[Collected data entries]
=-=-=

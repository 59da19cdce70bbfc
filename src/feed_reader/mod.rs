pub mod source;
pub mod fetcher;
pub mod parser;
pub mod loader;
pub mod selector;

pub use source::{FeedSource, read_feed_list, parse_feed_list};
pub use fetcher::{FeedFetcher, SourceFetcher};
pub use loader::{FeedLoader, LoadOutcome, SourceFailure};
pub use selector::ArticleSelector;

use chrono::{DateTime, FixedOffset};
use serde::{Deserialize, Serialize};

/// A single feed entry reduced to what the tagger needs.
#[derive(Debug, Clone, PartialEq, Eq, Serialize, Deserialize)]
pub struct Article {
    pub title: String,
    /// Publish time in the offset the feed used.
    pub published_at: DateTime<FixedOffset>,
}
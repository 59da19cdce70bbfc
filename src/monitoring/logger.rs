use std::fs;
use std::path::{Path, PathBuf};
use tracing::{info, warn};

use crate::error::{CoinSeerError, Result};
use crate::pipeline::RunReport;

/// Writes each run report as a pretty JSON file under `log_dir`.
pub struct ReportLogger {
    log_dir: PathBuf,
}

impl ReportLogger {
    pub fn new(log_dir: Option<&Path>) -> Result<Self> {
        let log_dir = log_dir.unwrap_or_else(|| Path::new("./reports")).to_path_buf();

        // Ensure the report directory exists
        fs::create_dir_all(&log_dir)?;

        Ok(Self { log_dir })
    }

    /// Returns the path of the written file.
    pub async fn write_report(&self, report: &RunReport) -> Result<PathBuf> {
        let file_name = format!(
            "sentiment-{}.json",
            report.generated_at.format("%Y%m%dT%H%M%S%.3fZ")
        );
        let path = self.log_dir.join(file_name);

        let json = serde_json::to_string_pretty(report)
            .map_err(|e| CoinSeerError::report_error(format!("Cannot serialize report: {}", e)))?;
        tokio::fs::write(&path, json).await?;

        info!("Report written to {}", path.display());
        Ok(path)
    }
}

/// Logs per-mention predictions and the verdict for each currency.
pub fn log_summary(report: &RunReport) {
    for failure in &report.failed_sources {
        warn!("Skipped source {}: {}", failure.source, failure.reason);
    }

    for score in &report.scores {
        for sentiment in &score.sentiments {
            info!(
                "Sentiment: {} | Prediction: {} | Probability: {:.4}",
                sentiment.text, sentiment.label, sentiment.probability
            );
        }
        info!(
            "{} -> {} ({} mentions)",
            score.currency,
            score.aggregate,
            score.mention_count()
        );
    }

    if report.scores.is_empty() {
        info!("No currency mentions on or after {}", report.cutoff);
    }
}
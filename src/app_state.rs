use std::sync::Arc;

use crate::{config::Config, directory::Directory, store::DirectoryStore};

#[derive(Clone)]
pub struct AppState {
    pub directory: Directory,
    pub config: Config,
}

impl AppState {
    pub async fn new(config: Config) -> anyhow::Result<Self> {
        // Initialize the store and its schema
        let store = DirectoryStore::new(&config.database.url, config.cache.capacity).await?;
        store.init().await?;
        let store = Arc::new(store);

        let directory = Directory::new(store, config.admin.clone());

        Ok(Self { directory, config })
    }
}
use axum::{
    http::StatusCode,
    response::{IntoResponse, Response},
    Json,
};
use serde_json::json;
use std::fmt;

#[derive(Debug)]
pub enum AppError {
    Store(anyhow::Error),
    NotFound(String),
    Forbidden(String),
    Unauthorized(String),
    DuplicateReview(String),
    AlreadyFollowing(String),
    AllocationFailed(String),
    Validation(String),
}

impl fmt::Display for AppError {
    fn fmt(&self, f: &mut fmt::Formatter<'_>) -> fmt::Result {
        match self {
            AppError::Store(err) => write!(f, "Store error: {}", err),
            AppError::NotFound(msg) => write!(f, "Not found: {}", msg),
            AppError::Forbidden(msg) => write!(f, "Forbidden: {}", msg),
            AppError::Unauthorized(msg) => write!(f, "Unauthorized: {}", msg),
            AppError::DuplicateReview(msg) => write!(f, "Duplicate review: {}", msg),
            AppError::AlreadyFollowing(msg) => write!(f, "Already following: {}", msg),
            AppError::AllocationFailed(msg) => write!(f, "Allocation failed: {}", msg),
            AppError::Validation(msg) => write!(f, "Validation error: {}", msg),
        }
    }
}

impl IntoResponse for AppError {
    fn into_response(self) -> Response {
        let (status, error_message) = match &self {
            AppError::Store(err) => {
                tracing::error!("Store error: {}", err);
                (StatusCode::INTERNAL_SERVER_ERROR, "Internal server error".to_string())
            }
            AppError::NotFound(msg) => (StatusCode::NOT_FOUND, msg.clone()),
            AppError::Forbidden(msg) => (StatusCode::FORBIDDEN, msg.clone()),
            AppError::Unauthorized(msg) => (StatusCode::UNAUTHORIZED, msg.clone()),
            AppError::DuplicateReview(msg) => (StatusCode::CONFLICT, msg.clone()),
            AppError::AlreadyFollowing(msg) => (StatusCode::CONFLICT, msg.clone()),
            AppError::AllocationFailed(msg) => {
                tracing::error!("Allocation failed: {}", msg);
                (StatusCode::INTERNAL_SERVER_ERROR, "Internal server error".to_string())
            }
            AppError::Validation(msg) => (StatusCode::BAD_REQUEST, msg.clone()),
        };

        let body = Json(json!({
            "error": error_message,
            "status": status.as_u16()
        }));

        (status, body).into_response()
    }
}

impl From<anyhow::Error> for AppError {
    fn from(err: anyhow::Error) -> Self {
        AppError::Store(err)
    }
}

impl From<sqlx::Error> for AppError {
    fn from(err: sqlx::Error) -> Self {
        AppError::Store(err.into())
    }
}

pub type AppResult<T> = Result<T, AppError>;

=-=-=

TASK OBJECTIVE: All lines in the records with the string "selector" should be copied out.

FINISHED EXERCISE:
pub mod selector;
pub use selector::ArticleSelector;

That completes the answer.